- PROBLEM -
Using the data below, copy every line that contains the word "pixels".

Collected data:
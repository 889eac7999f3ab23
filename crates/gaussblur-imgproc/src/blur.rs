use std::time::Instant;

use gaussblur_image::{ImageError, Rgba32fImage, Rgba8Image};

use crate::{
    error::BlurError,
    filter::{horizontal_pass, kernels::GaussianKernel, vertical_pass},
    parallel::{self, RowRange},
};

/// Parameters of a blur invocation.
///
/// # Examples
///
/// ```
/// use gaussblur_imgproc::BlurConfig;
///
/// let config = BlurConfig::default().with_sigma(2.5).with_num_threads(4);
/// assert!(config.validate().is_ok());
/// assert!(config.with_num_threads(0).validate().is_err());
/// ```
#[derive(Debug, Clone, Copy, PartialEq)]
pub struct BlurConfig {
    /// The standard deviation of the gaussian, in pixels.
    pub sigma: f32,
    /// The number of workers each pass is split into.
    pub num_threads: usize,
}

impl Default for BlurConfig {
    fn default() -> Self {
        Self {
            sigma: 1.0,
            num_threads: std::thread::available_parallelism()
                .map(|n| n.get())
                .unwrap_or(1),
        }
    }
}

impl BlurConfig {
    /// Create a new configuration.
    pub fn new(sigma: f32, num_threads: usize) -> Self {
        Self { sigma, num_threads }
    }

    /// Set the sigma of the gaussian.
    pub fn with_sigma(mut self, sigma: f32) -> Self {
        self.sigma = sigma;
        self
    }

    /// Set the number of workers.
    pub fn with_num_threads(mut self, num_threads: usize) -> Self {
        self.num_threads = num_threads;
        self
    }

    /// Check the parameters without running anything.
    ///
    /// # Errors
    ///
    /// Returns [`BlurError::InvalidSigma`] if sigma is not positive and finite, and
    /// [`BlurError::InvalidThreadCount`] if the number of workers is zero.
    pub fn validate(&self) -> Result<(), BlurError> {
        if !self.sigma.is_finite() || self.sigma <= 0.0 {
            return Err(BlurError::InvalidSigma(self.sigma));
        }
        if self.num_threads == 0 {
            return Err(BlurError::InvalidThreadCount(self.num_threads));
        }
        Ok(())
    }
}

/// Time spent by one worker in both passes.
#[derive(Debug, Clone, Copy, PartialEq)]
pub struct WorkerTiming {
    /// Index of the worker.
    pub worker: usize,
    /// Rows processed by the worker in both passes.
    pub rows: RowRange,
    /// Wall-clock time of the horizontal pass in milliseconds.
    pub horizontal_ms: f64,
    /// Wall-clock time of the vertical pass in milliseconds.
    pub vertical_ms: f64,
}

impl WorkerTiming {
    /// Time spent in both passes in milliseconds.
    pub fn total_ms(&self) -> f64 {
        self.horizontal_ms + self.vertical_ms
    }
}

/// Per worker timings of one blur invocation, indexed by worker id.
#[derive(Debug, Clone, PartialEq, Default)]
pub struct TimingRecord {
    workers: Vec<WorkerTiming>,
}

impl TimingRecord {
    fn new(ranges: &[RowRange], horizontal_ms: &[f64], vertical_ms: &[f64]) -> Self {
        let workers = ranges
            .iter()
            .zip(horizontal_ms.iter().zip(vertical_ms))
            .enumerate()
            .map(|(worker, (&rows, (&horizontal_ms, &vertical_ms)))| WorkerTiming {
                worker,
                rows,
                horizontal_ms,
                vertical_ms,
            })
            .collect();
        Self { workers }
    }

    /// The timings ordered by worker id.
    pub fn as_slice(&self) -> &[WorkerTiming] {
        &self.workers
    }

    /// The number of workers.
    pub fn len(&self) -> usize {
        self.workers.len()
    }

    /// Whether the record holds no worker.
    pub fn is_empty(&self) -> bool {
        self.workers.is_empty()
    }

    /// The timing of the given worker.
    pub fn worker(&self, id: usize) -> Option<&WorkerTiming> {
        self.workers.get(id)
    }

    /// The total time of every worker in milliseconds, ordered by worker id.
    pub fn durations_ms(&self) -> Vec<f64> {
        self.workers.iter().map(WorkerTiming::total_ms).collect()
    }

    /// The sum of the time spent by all the workers.
    pub fn total_ms(&self) -> f64 {
        self.workers.iter().map(WorkerTiming::total_ms).sum()
    }

    /// The time spent by the slowest worker.
    pub fn max_ms(&self) -> f64 {
        self.workers
            .iter()
            .map(WorkerTiming::total_ms)
            .fold(0.0, f64::max)
    }
}

/// The result of a blur invocation.
#[derive(Debug, Clone)]
pub struct BlurOutput {
    /// The blurred image, same size as the input.
    pub image: Rgba8Image,
    /// How long every worker took.
    pub timings: TimingRecord,
}

#[derive(Debug, Clone, Copy)]
enum Phase {
    Horizontal,
    Vertical,
}

impl std::fmt::Display for Phase {
    fn fmt(&self, f: &mut std::fmt::Formatter) -> std::fmt::Result {
        match self {
            Phase::Horizontal => write!(f, "horizontal"),
            Phase::Vertical => write!(f, "vertical"),
        }
    }
}

/// Run one pass with a worker per row range and wait for all of them.
///
/// Each worker owns the slice of `dst` covering its rows. Returns the elapsed time of every
/// worker in milliseconds.
fn run_phase<T, F>(
    pool: &rayon::ThreadPool,
    phase: Phase,
    dst: &mut [T],
    row_stride: usize,
    ranges: &[RowRange],
    op: F,
) -> Result<Vec<f64>, BlurError>
where
    T: Send,
    F: Fn(&mut [T], RowRange) -> Result<(), ImageError> + Sync,
{
    let slices = parallel::split_rows_mut(dst, row_stride, ranges)?;
    let mut elapsed_ms = vec![0.0f64; ranges.len()];
    let mut status: Vec<Result<(), ImageError>> = ranges.iter().map(|_| Ok(())).collect();

    let op = &op;
    let jobs = slices
        .into_iter()
        .zip(ranges)
        .zip(elapsed_ms.iter_mut().zip(status.iter_mut()))
        .enumerate();

    pool.scope(move |s| {
        for (worker, ((dst_rows, &rows), (elapsed, result))) in jobs {
            s.spawn(move |_| {
                let start = Instant::now();
                *result = op(dst_rows, rows);
                *elapsed = start.elapsed().as_secs_f64() * 1e3;
                log::trace!("{phase} worker {worker} rows {rows}: {:.3} ms", *elapsed);
            });
        }
    });

    status.into_iter().collect::<Result<(), ImageError>>()?;

    Ok(elapsed_ms)
}

/// Blur an RGBA image with a separable gaussian filter split across worker threads.
///
/// The rows are partitioned once and both passes use the same partition. The horizontal pass
/// writes an unclamped floating point intermediate image; the vertical pass only starts after
/// every horizontal worker has finished and writes the final 8-bit image. Borders replicate
/// the edge pixels.
///
/// # Arguments
///
/// * `src` - The source image with shape (H, W, 4).
/// * `config` - The sigma and the number of workers.
///
/// # Returns
///
/// The blurred image together with the time every worker spent in both passes.
///
/// # Errors
///
/// The sigma, the number of workers and the image size are validated before any worker is
/// spawned. See [`BlurConfig::validate`] and [`BlurError::EmptyImage`].
///
/// # Examples
///
/// ```
/// use gaussblur_image::Rgba8Image;
/// use gaussblur_imgproc::{gaussian_blur_rgba, BlurConfig};
///
/// let img = Rgba8Image::from_size_val([8, 6].into(), 128).unwrap();
/// let out = gaussian_blur_rgba(&img, &BlurConfig::new(1.5, 3)).unwrap();
///
/// assert_eq!(out.image, img);
/// assert_eq!(out.timings.len(), 3);
/// ```
pub fn gaussian_blur_rgba(
    src: &Rgba8Image,
    config: &BlurConfig,
) -> Result<BlurOutput, BlurError> {
    config.validate()?;

    let size = src.size();
    if size.is_empty() {
        return Err(BlurError::EmptyImage(size));
    }

    let kernel = GaussianKernel::new(config.sigma)?;
    let ranges = parallel::partition_rows(size.height, config.num_threads)?;
    log::trace!(
        "blurring {size} with sigma {} ({} taps) over {} workers",
        config.sigma,
        kernel.len(),
        ranges.len()
    );

    let pool = parallel::fixed_thread_pool(config.num_threads)?;
    let row_stride = src.row_stride();

    let mut intermediate = Rgba32fImage::from_size_val(size, 0.0)?;
    let horizontal_ms = run_phase(
        &pool,
        Phase::Horizontal,
        intermediate.as_slice_mut(),
        row_stride,
        &ranges,
        |dst, rows| horizontal_pass(src, dst, rows, &kernel),
    )?;

    // every row of the intermediate image is written at this point
    let mut dst = Rgba8Image::from_size_val(size, 0)?;
    let vertical_ms = run_phase(
        &pool,
        Phase::Vertical,
        dst.as_slice_mut(),
        row_stride,
        &ranges,
        |out, rows| vertical_pass(&intermediate, out, rows, &kernel),
    )?;
    drop(intermediate);

    let timings = TimingRecord::new(&ranges, &horizontal_ms, &vertical_ms);
    for timing in timings.as_slice() {
        log::debug!("Thread {} time: {:.3} ms", timing.worker, timing.total_ms());
    }
    log::debug!(
        "blurred {size} in {:.3} ms (slowest worker)",
        timings.max_ms()
    );

    Ok(BlurOutput {
        image: dst,
        timings,
    })
}

/// Blur an RGBA image with a separable gaussian filter.
///
/// Convenience wrapper around [`gaussian_blur_rgba`] that only returns the image; the per
/// worker timings are logged at debug level.
///
/// # Arguments
///
/// * `src` - The source image with shape (H, W, 4).
/// * `sigma` - The standard deviation of the gaussian. Must be positive.
/// * `num_threads` - The number of workers. Must be positive.
pub fn gaussian_blur(
    src: &Rgba8Image,
    sigma: f32,
    num_threads: usize,
) -> Result<Rgba8Image, BlurError> {
    let output = gaussian_blur_rgba(src, &BlurConfig::new(sigma, num_threads))?;
    Ok(output.image)
}

#[cfg(test)]
mod tests {
    use super::*;
    use gaussblur_image::ImageSize;

    #[test]
    fn test_config_validate() {
        assert_eq!(BlurConfig::new(1.0, 2).validate(), Ok(()));
        assert_eq!(
            BlurConfig::new(0.0, 2).validate(),
            Err(BlurError::InvalidSigma(0.0))
        );
        assert_eq!(
            BlurConfig::new(-0.5, 2).validate(),
            Err(BlurError::InvalidSigma(-0.5))
        );
        assert!(matches!(
            BlurConfig::new(f32::NAN, 2).validate(),
            Err(BlurError::InvalidSigma(_))
        ));
        assert_eq!(
            BlurConfig::new(1.0, 0).validate(),
            Err(BlurError::InvalidThreadCount(0))
        );
    }

    #[test]
    fn test_config_default() {
        let config = BlurConfig::default();
        assert_eq!(config.sigma, 1.0);
        assert!(config.num_threads >= 1);
        assert_eq!(config.with_sigma(3.0).sigma, 3.0);
    }

    #[test]
    fn test_blur_rejects_empty_image() -> Result<(), ImageError> {
        let size = ImageSize {
            width: 0,
            height: 4,
        };
        let img = Rgba8Image::new(size, vec![])?;
        assert_eq!(
            gaussian_blur(&img, 1.0, 2).map(|_| ()),
            Err(BlurError::EmptyImage(size))
        );
        Ok(())
    }

    #[test]
    fn test_blur_validates_before_running() -> Result<(), ImageError> {
        let img = Rgba8Image::from_size_val([0, 0].into(), 0)?;
        // parameters are checked before the image
        assert_eq!(
            gaussian_blur(&img, 0.0, 1).map(|_| ()),
            Err(BlurError::InvalidSigma(0.0))
        );
        assert_eq!(
            gaussian_blur(&img, 1.0, 0).map(|_| ()),
            Err(BlurError::InvalidThreadCount(0))
        );
        Ok(())
    }

    #[test]
    fn test_timing_record() -> Result<(), BlurError> {
        let img = Rgba8Image::from_size_val([5, 10].into(), 7)?;
        let output = gaussian_blur_rgba(&img, &BlurConfig::new(1.0, 3))?;
        let timings = &output.timings;

        assert_eq!(timings.len(), 3);
        assert_eq!(timings.durations_ms().len(), 3);
        for (id, timing) in timings.as_slice().iter().enumerate() {
            assert_eq!(timing.worker, id);
            assert!(timing.horizontal_ms >= 0.0);
            assert!(timing.vertical_ms >= 0.0);
        }
        assert_eq!(timings.worker(2).map(|t| t.rows), Some(RowRange::new(6, 10)));
        assert!(timings.worker(3).is_none());
        assert!(timings.max_ms() <= timings.total_ms());
        Ok(())
    }

    #[test]
    fn test_phase_display() {
        assert_eq!(Phase::Horizontal.to_string(), "horizontal");
        assert_eq!(Phase::Vertical.to_string(), "vertical");
    }
}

- OUTPUT BELOW -
    /// The standard deviation of the gaussian, in pixels.
/// the edge pixels.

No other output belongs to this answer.